De lo que hemos aprendido en las entradas anteriores de la serie podemos deducir cuales son los procedimientos habituales: se purifican los ADN de interés, se amplifica la región concreta que deseemos cortar y pegar; los fragmentos de ADN digeridos pueden diferenciarse por electroforesis; podemos purificar ese ADN y disponer de su secuencia para buscar las dianas de restricción que contenga y elegir las enzimas de restricción adecuadas. Cortamos los fragmentos deseados y los podemos unir entre sí, uniendo moléculas de ADN de distinta procedencia. Pegamoslos fragmentos y ese ADN se puede introducir en una célula para que se replique normalmente (bacteriana o eucariota dependiendo de las modificaciones que después queramos que tenga la proteína).

Lo más habitual es que las víctimas de todos esos procesos sean las propias bacterias. A una bacteria a la cual se le ha introducido un fragmento de material genético procedente de otro organismo se le llama "clon" (a distinguir de lo que la mayoría de la gente entiende por "clonación"). A nivel comercial disponemos de cromosomas bacterianos circulares modificados (vectores) que contienen una región rica en dianas de restricción para que sea fácil cortar y pegar nuestro gen de interés, con regiones que permitan que ese gen se exprese en bacterias o células eucariotas, y otro gen que produce una proteína con propiedades antibióticas de manera que podamos matar las bacterias que no han introducido ese vector clonado y nos quedemos sólo con las amables bacterias que contienen nuestro vector y resisten al antibiótico, aparte de contener nuestro gen y/o producir nuestra proteína de interés.



También podemos cortar y pegar nuestro gen al gen que codifique una proteína fluorescente de manera que cuando se fabrique nuestra proteína, lleve colgando un farol luminoso que nos indique dónde está (esto lo veremos en una entrada posterior).

La lista de aplicaciones industriales, farmacéuticas y científicas es enorme: produccion de anticuerpos, proteínas de interés humano (producción de insulina para diabéticos, por ejemplo), generación de vacunas (como la de la hepatitis), modificación genética de plantas y animales (¡¡es la base de los transgénicos!!), terapia génica, y aplicaciones en medicina forense.

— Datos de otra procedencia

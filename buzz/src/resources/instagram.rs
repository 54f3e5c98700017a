use crate::cache_keys::CacheKey;
use crate::ports::Backend;
use crate::query::{QueryClient, RequestGuard, ResourceState, StateCell};
use shared::{Error, Result};
use shared_http::api::{ConnectInstagramRequest, InstagramAccount, InstagramConnectionStatus};
use std::sync::Arc;
use tracing::{error, info};

/// Instagram connection status and account management.
pub struct InstagramResource {
    backend: Arc<dyn Backend>,
    queries: QueryClient,
    state: StateCell<InstagramConnectionStatus>,
    guard: RequestGuard,
}

impl InstagramResource {
    pub fn new(backend: Arc<dyn Backend>, queries: QueryClient) -> Self {
        Self {
            backend,
            queries,
            state: StateCell::new(),
            guard: RequestGuard::new(),
        }
    }

    pub fn state(&self) -> ResourceState<InstagramConnectionStatus> {
        self.state.snapshot()
    }

    pub fn status(&self) -> Option<InstagramConnectionStatus> {
        self.state.data()
    }

    pub async fn fetch(&self) -> Result<InstagramConnectionStatus> {
        let ticket = self.guard.begin();
        self.state.start();

        let backend = Arc::clone(&self.backend);
        let result = self
            .guard
            .run(self.queries.fetch_if(
                CacheKey::InstagramStatus,
                || async move { backend.instagram_connection_status().await?.into_data() },
                || self.guard.is_current(ticket),
            ))
            .await
            .map_err(|e| e.or_context("Failed to fetch Instagram status"));

        self.state.settle(&self.guard, ticket, result)
    }

    pub async fn refetch(&self) -> Result<InstagramConnectionStatus> {
        self.queries.invalidate(&CacheKey::InstagramStatus).await;
        self.fetch().await
    }

    /// Start the OAuth flow; returns the URL the user has to visit, if any.
    pub async fn connect(&self, connection_type: Option<&str>) -> Result<Option<String>> {
        let request = match connection_type {
            Some(kind) => ConnectInstagramRequest {
                connection_type: kind.to_string(),
            },
            None => ConnectInstagramRequest::default(),
        };

        let response = self
            .backend
            .connect_instagram(&request)
            .await
            .and_then(|r| r.into_optional())
            .map_err(|e| {
                let e = e.or_context("Failed to connect Instagram");
                error!("Failed to connect Instagram: {}", e);
                e
            })?;

        Ok(response.and_then(|r| r.auth_url))
    }

    pub async fn accounts(&self) -> Result<Vec<InstagramAccount>> {
        let accounts = self
            .backend
            .instagram_accounts()
            .await?
            .into_optional()
            .map_err(|e| e.or_context("Failed to fetch Instagram accounts"))?;
        Ok(accounts.unwrap_or_default())
    }

    /// Disconnect one account, then reload the status.
    pub async fn disconnect(&self, account_id: &str) -> Result<InstagramConnectionStatus> {
        if account_id.trim().is_empty() {
            return Err(Error::Validation(
                "Account ID is required to disconnect Instagram".to_string(),
            ));
        }

        self.backend
            .disconnect_instagram_account(account_id)
            .await
            .and_then(|r| r.into_optional())
            .map_err(|e| {
                let e = e.or_context("Failed to disconnect Instagram");
                error!("Failed to disconnect Instagram account {}: {}", account_id, e);
                e
            })?;

        info!("Disconnected Instagram account {}", account_id);
        self.queries
            .invalidate_all(&[CacheKey::InstagramStatus, CacheKey::Dashboard])
            .await;
        self.fetch().await
    }

    pub fn shutdown(&self) {
        self.guard.shutdown();
    }
}
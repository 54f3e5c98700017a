use crate::cache_keys::CacheKey;
use crate::ports::{Backend, SessionRepository};
use crate::query::{QueryClient, RequestGuard, ResourceState, StateCell};
use shared::{Error, Result};
use shared_http::api::{
    AuthPayload, LoginRequest, RegisterRequest, UpdatePasswordRequest, User, UserProfile,
    VerifyPasswordRequest,
};
use std::sync::Arc;
use tracing::{error, info, warn};

/// The signed-in user and the session that backs it.
pub struct UserResource {
    backend: Arc<dyn Backend>,
    queries: QueryClient,
    session: Arc<dyn SessionRepository>,
    state: StateCell<User>,
    guard: RequestGuard,
}

impl UserResource {
    pub fn new(
        backend: Arc<dyn Backend>,
        queries: QueryClient,
        session: Arc<dyn SessionRepository>,
    ) -> Self {
        Self {
            backend,
            queries,
            session,
            state: StateCell::new(),
            guard: RequestGuard::new(),
        }
    }

    pub fn state(&self) -> ResourceState<User> {
        self.state.snapshot()
    }

    pub fn user(&self) -> Option<User> {
        self.state.data()
    }

    pub async fn is_authenticated(&self) -> bool {
        self.session.token().await.is_some()
    }

    /// Seed the state from the persisted session without a request.
    pub async fn restore(&self) -> Option<User> {
        self.session.token().await?;
        let user = self.session.user().await?;
        self.state.load(user.clone());
        Some(user)
    }

    /// Load the current user. Success is persisted into the session; any
    /// failure is treated as a rejected session and clears it.
    pub async fn fetch(&self) -> Result<User> {
        let ticket = self.guard.begin();
        self.state.start();

        let backend = Arc::clone(&self.backend);
        let result = self
            .guard
            .run(self.queries.fetch_if(
                CacheKey::CurrentUser,
                || async move { backend.current_user().await?.into_data() },
                || self.guard.is_current(ticket),
            ))
            .await
            .map_err(|e| e.or_context("Failed to fetch user data"));

        match self.state.settle(&self.guard, ticket, result) {
            Ok(user) => {
                self.session.set_user(Some(user.clone())).await?;
                Ok(user)
            }
            Err(e @ (Error::Cancelled | Error::Superseded)) => Err(e),
            // A newer fetch decides what happens to the session
            Err(e) if self.guard.is_outdated(ticket) => Err(e),
            Err(e) => {
                warn!("Clearing session after failed user fetch: {}", e);
                self.session.clear().await?;
                self.queries.invalidate(&CacheKey::CurrentUser).await;
                Err(e)
            }
        }
    }

    pub async fn login(&self, email: &str, password: &str) -> Result<User> {
        let request = LoginRequest {
            email: email.to_string(),
            password: password.to_string(),
        };
        let payload = self
            .guard
            .run(async { self.backend.login(&request).await?.into_data() })
            .await
            .map_err(|e| {
                let e = e.or_context("Login failed");
                error!("Login failed for {}: {}", email, e);
                e
            })?;
        self.start_session(payload).await
    }

    pub async fn register(&self, name: &str, email: &str, password: &str) -> Result<User> {
        let request = RegisterRequest {
            name: name.to_string(),
            email: email.to_string(),
            password: password.to_string(),
        };
        let payload = self
            .guard
            .run(async { self.backend.register(&request).await?.into_data() })
            .await
            .map_err(|e| {
                let e = e.or_context("Registration failed");
                error!("Registration failed for {}: {}", email, e);
                e
            })?;
        self.start_session(payload).await
    }

    /// End the session locally; the server call is best effort.
    pub async fn logout(&self) -> Result<()> {
        if let Err(e) = self.backend.logout().await.and_then(|r| r.into_optional()) {
            warn!("Logout request failed, clearing local session anyway: {}", e);
        }

        self.guard.supersede();
        self.session.clear().await?;
        self.queries.clear().await;
        self.state.reset();
        info!("Logged out");
        Ok(())
    }

    /// Account settings profile, cached separately from the session user.
    pub async fn profile(&self) -> Result<UserProfile> {
        let backend = Arc::clone(&self.backend);
        self.queries
            .fetch(CacheKey::UserProfile, || async move {
                backend.user_profile().await?.into_data()
            })
            .await
            .map_err(|e| e.or_context("Failed to fetch profile"))
    }

    /// Whether the server accepts `current` as the account password.
    pub async fn verify_password(&self, current: &str) -> Result<bool> {
        if current.trim().is_empty() {
            return Err(Error::Validation("Please enter your current password".to_string()));
        }
        let request = VerifyPasswordRequest {
            current_password: current.to_string(),
        };
        let response = self
            .guard
            .run(async { self.backend.verify_password(&request).await })
            .await
            .map_err(|e| e.or_context("Failed to verify password"))?;
        Ok(response.success)
    }

    pub async fn update_password(&self, current: &str, new: &str, confirm: &str) -> Result<()> {
        if current.trim().is_empty() {
            return Err(Error::Validation("Please enter your current password".to_string()));
        }
        if new.is_empty() || confirm.is_empty() {
            return Err(Error::Validation("Please fill in both password fields".to_string()));
        }
        if new.chars().count() < 6 {
            return Err(Error::Validation(
                "New password must be at least 6 characters long".to_string(),
            ));
        }
        if new != confirm {
            return Err(Error::Validation("New passwords do not match".to_string()));
        }

        let request = UpdatePasswordRequest {
            current_password: current.to_string(),
            new_password: new.to_string(),
        };
        self.guard
            .run(async { self.backend.update_password(&request).await?.into_optional() })
            .await
            .map_err(|e| {
                let e = e.or_context("Failed to update password");
                error!("Password update failed: {}", e);
                e
            })?;
        info!("Password updated");
        Ok(())
    }

    pub fn shutdown(&self) {
        self.guard.shutdown();
    }

    async fn start_session(&self, payload: AuthPayload) -> Result<User> {
        let AuthPayload { token, user } = payload;

        // Cached responses belong to whoever was signed in before
        self.queries.clear().await;
        self.session.save(token, user.clone()).await?;
        self.queries.store(CacheKey::CurrentUser, &user).await?;

        self.guard.supersede();
        self.state.load(user.clone());
        info!("Signed in as {}", user.email.as_deref().unwrap_or(&user.id));
        Ok(user)
    }
}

No obstante, la producción industrial por bacterias modificadas genéticamente de moléculas para consumo humano tiene muy mala prensa a raíz del trágico caso Showa Denko, en el que a finales de los 80 murieron 38 personas y más de 1500 quedaron seriamente afectadas por consumo de un suplemento dietético (L-triptófano) producido por bacterias modificadas al que no se le realizaron los debidos controles sanitarios; los grupos contrarios a la comercialización de alimentos transgénicos lo tienen como ejemplo preferido y más letal de los peligros de la manipulación genética. Vamos, es que no hay muchos más que hayan sido letales...Y no, la enfermedad de las vacas locas no es un ejemplo de efectos nocivos derivados de la manipulación genética, porque es una enfermedad infecciosa, producida por priones.